DRODZY BRACIA (Bracia – uczniowie Swamidźi)
Wcześniej napisałem do was list, który z braku czasu był bardzo niekompletny. Rakhal (Brahmananda) i Hari (Turijananda) napisali w liście z Lucknow, że hinduskie gazety wychwalają mnie i są oni bardzo zadowoleni, że dwadzieścia tysięcy ludzi zjadło posiłek z okazji rocznicy Śri Ramakryszny. Mógłbym wykonać znacznie więcej pracy, gdyby nie wielbiciele Brahmo i misjonarze, którzy nieustannie mi się sprzeciwiali, a Hinduiści w Indiach również nic dla mnie nie zrobili. To znaczy, gdyby Hinduiści z Kalkuty lub Madrasu zwołali spotkanie i przyjęli uchwałę uznającą mnie za ich przedstawiciela i dziękującą narodowi amerykańskiemu za życzliwe przyjęcie mnie, sprawy potoczyłyby się zauważalnie. Ale minął już ponad rok i nic nie zostało zrobione. Oczywiście nigdy nie polegałem na Bengalczykach, ale mieszkańcy Madrasu też nie mogli nic zrobić…
Nie ma nadziei dla naszego narodu. Ani jeden oryginalny pomysł nie przyszedł nikomu do głowy, wszyscy kłócą się o ten sam stary, wytarty dywanik – że Ramakryszna Paramahamsa był taki a taki – i historie o bzdurach – historie bez głowy i ogona. Mój Boże!

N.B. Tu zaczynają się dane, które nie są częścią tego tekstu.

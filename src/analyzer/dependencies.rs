//! Dependency Extraction
//!
//! Reads the well-known manifest files at the repository root and
//! flattens their declarations into external-dependency records.
//! Each manifest is attempted independently; a parse failure drops that
//! manifest's contribution and nothing else.
//!
//! The pyproject scan is deliberately crude: it is a line heuristic,
//! not a TOML parser, and over- and under-collects by design.

use std::path::Path;
use tracing::debug;

use super::walker::top_level_dirs;
use crate::ingest::RepoHandle;
use crate::types::{AnalysisWarning, Degraded, DependencyInfo, ExternalDependency};

const STAGE: &str = "dependencies";

/// Extract external and internal dependencies.
pub fn extract_dependencies(repo: &RepoHandle) -> Degraded<DependencyInfo> {
    let mut warnings = Vec::new();
    let mut external = Vec::new();
    let root = repo.root();

    if let Some(deps) = read_package_json(root, &mut warnings) {
        external.extend(deps);
    }
    if let Some(deps) = read_requirements_txt(root, &mut warnings) {
        external.extend(deps);
    }
    if let Some(deps) = read_pyproject_toml(root, &mut warnings) {
        external.extend(deps);
    }

    // Top-level folders as a coarse proxy; no import resolution.
    let internal = top_level_dirs(root, &[], STAGE);
    warnings.extend(internal.warnings);

    debug!(
        external = external.len(),
        internal = internal.value.len(),
        "dependency extraction complete"
    );

    Degraded::new(
        DependencyInfo {
            external_dependencies: external,
            internal_dependencies: internal.value,
        },
        warnings,
    )
}

// =============================================================================
// Manifest Readers
// =============================================================================

/// Read a manifest file, recording a warning when it exists but cannot
/// be read. A missing manifest is not a warning.
fn read_manifest(
    root: &Path,
    name: &'static str,
    warnings: &mut Vec<AnalysisWarning>,
) -> Option<String> {
    let path = root.join(name);
    if !path.exists() {
        return None;
    }

    match std::fs::read_to_string(&path) {
        Ok(text) => Some(text),
        Err(e) => {
            warnings.push(AnalysisWarning::with_path(STAGE, name, e.to_string()));
            None
        }
    }
}

/// package.json: `dependencies` and `devDependencies` maps, merged
/// without deduplication.
fn read_package_json(
    root: &Path,
    warnings: &mut Vec<AnalysisWarning>,
) -> Option<Vec<ExternalDependency>> {
    let text = read_manifest(root, "package.json", warnings)?;

    let parsed: serde_json::Value = match serde_json::from_str(&text) {
        Ok(v) => v,
        Err(e) => {
            warnings.push(AnalysisWarning::with_path(
                STAGE,
                "package.json",
                e.to_string(),
            ));
            return None;
        }
    };

    let mut deps = Vec::new();
    for group in ["dependencies", "devDependencies"] {
        if let Some(map) = parsed.get(group).and_then(|v| v.as_object()) {
            for (name, version) in map {
                match version.as_str() {
                    Some(version) => deps.push(ExternalDependency::with_version(name, version)),
                    None => deps.push(ExternalDependency::new(name)),
                }
            }
        }
    }

    Some(deps)
}

/// requirements.txt: one dependency per non-empty, non-comment line;
/// `==` splits name and pinned version.
fn read_requirements_txt(
    root: &Path,
    warnings: &mut Vec<AnalysisWarning>,
) -> Option<Vec<ExternalDependency>> {
    let text = read_manifest(root, "requirements.txt", warnings)?;

    let deps = text
        .lines()
        .map(str::trim)
        .filter(|line| !line.is_empty() && !line.starts_with('#'))
        .map(|line| match line.split_once("==") {
            Some((name, version)) => ExternalDependency::with_version(name, version),
            None => ExternalDependency::new(line),
        })
        .collect();

    Some(deps)
}

/// pyproject.toml: best-effort scan for `identifier = value` lines
/// outside bracketed section headers; name-only candidates.
fn read_pyproject_toml(
    root: &Path,
    warnings: &mut Vec<AnalysisWarning>,
) -> Option<Vec<ExternalDependency>> {
    let text = read_manifest(root, "pyproject.toml", warnings)?;

    let deps = text
        .lines()
        .map(str::trim)
        .filter(|line| !line.starts_with("dependencies") && !line.starts_with('['))
        .filter_map(|line| {
            let (name, _) = line.split_once('=')?;
            let name = name.trim();
            is_identifier(name).then(|| ExternalDependency::new(name))
        })
        .collect();

    Some(deps)
}

/// Python-style identifier check: alphanumeric/underscore, not starting
/// with a digit.
fn is_identifier(s: &str) -> bool {
    let mut chars = s.chars();
    match chars.next() {
        Some(c) if c.is_alphabetic() || c == '_' => {}
        _ => return false,
    }
    chars.all(|c| c.is_alphanumeric() || c == '_')
}

#[cfg(test)]
mod tests {
    use super::*;
    use tempfile::TempDir;

    fn handle_with(files: &[(&str, &str)]) -> (TempDir, RepoHandle) {
        let temp = TempDir::new().unwrap();
        for (name, content) in files {
            std::fs::write(temp.path().join(name), content).unwrap();
        }
        let handle = RepoHandle::new(temp.path());
        (temp, handle)
    }

    #[test]
    fn test_package_json_merges_dev_dependencies() {
        let (_temp, handle) = handle_with(&[(
            "package.json",
            r#"{"dependencies": {"left-pad": "1.0.0"}, "devDependencies": {"eslint": "8.0.0"}}"#,
        )]);

        let deps = extract_dependencies(&handle).value.external_dependencies;
        assert_eq!(deps.len(), 2);
        assert!(deps.contains(&ExternalDependency::with_version("left-pad", "1.0.0")));
        assert!(deps.contains(&ExternalDependency::with_version("eslint", "8.0.0")));
    }

    #[test]
    fn test_package_json_duplicate_names_kept() {
        let (_temp, handle) = handle_with(&[(
            "package.json",
            r#"{"dependencies": {"lodash": "4.0.0"}, "devDependencies": {"lodash": "4.17.0"}}"#,
        )]);

        let deps = extract_dependencies(&handle).value.external_dependencies;
        assert_eq!(deps.len(), 2);
    }

    #[test]
    fn test_requirements_pinned_and_unpinned() {
        let (_temp, handle) = handle_with(&[(
            "requirements.txt",
            "flask==2.0.1\n\n# a comment\nclick\n",
        )]);

        let deps = extract_dependencies(&handle).value.external_dependencies;
        assert_eq!(
            deps,
            vec![
                ExternalDependency::with_version("flask", "2.0.1"),
                ExternalDependency::new("click"),
            ]
        );
    }

    #[test]
    fn test_pyproject_line_heuristic() {
        let (_temp, handle) = handle_with(&[(
            "pyproject.toml",
            "[project]\nname = \"demo\"\nversion = \"0.1\"\ndependencies = [\n\"requests\",\n]\nrequires-python = \">=3.9\"\n",
        )]);

        let deps = extract_dependencies(&handle).value.external_dependencies;
        let names: Vec<&str> = deps.iter().map(|d| d.name.as_str()).collect();
        // Section headers, the dependencies line, and hyphenated keys are
        // skipped; plain identifier assignments are collected.
        assert_eq!(names, vec!["name", "version"]);
        assert!(deps.iter().all(|d| d.version.is_none()));
    }

    #[test]
    fn test_malformed_package_json_degrades_partially() {
        let (_temp, handle) = handle_with(&[
            ("package.json", "{broken"),
            ("requirements.txt", "flask==2.0.1\n"),
        ]);

        let result = extract_dependencies(&handle);
        assert!(result.is_degraded());
        // The broken manifest is omitted; the good one still contributes.
        assert_eq!(
            result.value.external_dependencies,
            vec![ExternalDependency::with_version("flask", "2.0.1")]
        );
    }

    #[test]
    fn test_internal_dependencies_are_top_level_dirs() {
        let temp = TempDir::new().unwrap();
        std::fs::create_dir(temp.path().join("api")).unwrap();
        std::fs::create_dir(temp.path().join("web")).unwrap();
        std::fs::create_dir(temp.path().join(".hidden")).unwrap();
        std::fs::write(temp.path().join("file.txt"), "").unwrap();

        let info = extract_dependencies(&RepoHandle::new(temp.path())).value;
        assert_eq!(info.internal_dependencies, vec!["api", "web"]);
    }

    #[test]
    fn test_no_manifests_yields_empty_clean_result() {
        let temp = TempDir::new().unwrap();
        let result = extract_dependencies(&RepoHandle::new(temp.path()));
        assert!(result.value.external_dependencies.is_empty());
        assert!(!result.is_degraded());
    }

    #[test]
    fn test_is_identifier() {
        assert!(is_identifier("name"));
        assert!(is_identifier("_private"));
        assert!(is_identifier("name2"));
        assert!(!is_identifier("requires-python"));
        assert!(!is_identifier("2fast"));
        assert!(!is_identifier(""));
    }
}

Czy nie uczynicie czegoś, żeby pokazać, że jesteście w jakikolwiek sposób oddzieleni od zwykłego ludzkiego biegu! – Tylko oddajecie się szaleństwu! … Dziś macie swój dzwonek, jutro dodajecie róg, a następnego dnia miotełkę z ogona jaka; albo dzisiaj wprowadzicie łóżko, a jutro będziecie oprawiać jego nogi w srebro, a ludzie częstują się kaszą ryżową a wy opowiadacie dwa tysiące historyjek o kogutach i bykach – krótko mówiąc, same ceremonie zewnętrzne. To się nazywa po angielsku imbecylizm. Tych, którym do głowy nie przychodzi nic innego, jak tylko tego rodzaju głupota, nazywa się imbecylami. Ci, których głowy mają tendencję do niepokojenia się dniem i nocą takimi sprawami, jak to, czy dzwon powinien dzwonić po prawej, czy po lewej stronie, czy należy nałożyć znak pasty sandałowej na głowę, czy gdziekolwiek indziej, czy światłem należy pomachać dwa czy cztery razy – po prostu zasługują na miano nędzników i właśnie przez takie przekonania jesteśmy wyrzutkami Fortuny, kopani i wzgardzeni, podczas gdy ludzie Zachodu są panami całego świata… Istnieje ocean różnicy pomiędzy bezczynnością a wyrzeczeniem.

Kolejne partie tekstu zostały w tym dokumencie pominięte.